Over the weekend, Australia lost our last living World War 2 VC - at the ripe old age of 90. His name was Edward ‘Ted’ Kenna, and I met him a couple of times.

It would have been 1995, possibly 1996. I was 11, and we were living in Puckapunyal, the Army base smack-dab in the middle of Victoria. Primarily used as a training facility, Pucka is little more than a massive artillery range with an Army base and a married patch attached. It’s surrounded by electric fences - not for security, but to keep the ‘roos from jumping out of the range into nearby farmlands.

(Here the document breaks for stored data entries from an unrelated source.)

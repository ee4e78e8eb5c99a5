/// Errors raised while talking to the snippet service.
#[derive(Debug, Clone, PartialEq, Eq, thiserror::Error)]
pub enum SyncError {
    /// The service could not be reached, or refused the connection handshake.
    #[error("Connection error: {0}")]
    Connection(String),

    /// The service answered with a non-success status.
    #[error("Remote service error: {0}")]
    Remote(String),

    #[error("Not found: {0}")]
    NotFound(String),

    #[error("Serialization error: {0}")]
    Serialization(String),

    /// A scheduled task panicked or was aborted before producing a result.
    #[error("Task failed: {0}")]
    Task(String),
}

impl From<serde_json::Error> for SyncError {
    fn from(e: serde_json::Error) -> Self {
        SyncError::Serialization(e.to_string())
    }
}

Dad was running 1st Recruit Training Battalion, Echo Company in Pucka. A big intake had meant that Kapooka didn’t have enough room, so E Company was detached to Puckapunyal. The first march-out called for a bit of pomp and ceremony, and it turned out that E Company was Ted Kenna’s unit way back when (or so I’m recalling - it’s been a while).

He came over to our place for dinner, with his wife. They were both genuinely lovely people - just nice, real nice. Ted was happy to talk to me and my brother, and he was even okay with telling the story of how he got his Victoria Cross - though he cautioned us not to call him a hero, because he was just a bloke who was under pressure and lost his cool when he’d had enough. In fact, I seem to recall he called his actions ‘reckless’ and ‘a little crazy’.

His unit was pinned down by Japanese machine gun fire, coming from two bunkers up a hill. Mates were dying all around him. They’d hunkered down, most of them in cover, but there was no way they were moving. Someone had to assault the position and take those MGs out for anyone to be able to move, but it was clearly a suicide run.

Ted, as I recall him describing it, snapped. He’d had enough. Under the greatest of duress, he went just a little bit mad. He stood up in full view of the Japanese gunners and began firing his Bren gun at one of the two Japanese bunkers. From the hip. John Rambo, eat your heart out.

Bullets whizzed between his arms and his body as he emptied his entire magazine at them. Without moving, he shouted for a rifle, discarding his now-empty Bren. With his first shot, he took out the Japanese gunner.Another Japanese soldier moved up to take over the gun, and again, Kenna fired a single shot and took the would-be gunner down.

I vaguely remember being told that at this point, someone in his unit dragged him to the ground.

When asked to explain himself, he said he’d just had enough. What struck me most about his story is that - like many other VC winners - he seemed repelled by the idea of ‘being a hero’; he was modest, perhaps to a fault. It’s amazing to think that so many of us have these reserves of insanity, bravado, madness, courage - whatever you want to call it - that, if we’re pushed hard enough, well up within us, and leave us wondering what the hell we were thinking.

RIP, Mr Kenna. I’ll never forget your bravery (madness?) and your humility. He leaves behind a lovely wife and extended family, and my thoughts are with them all.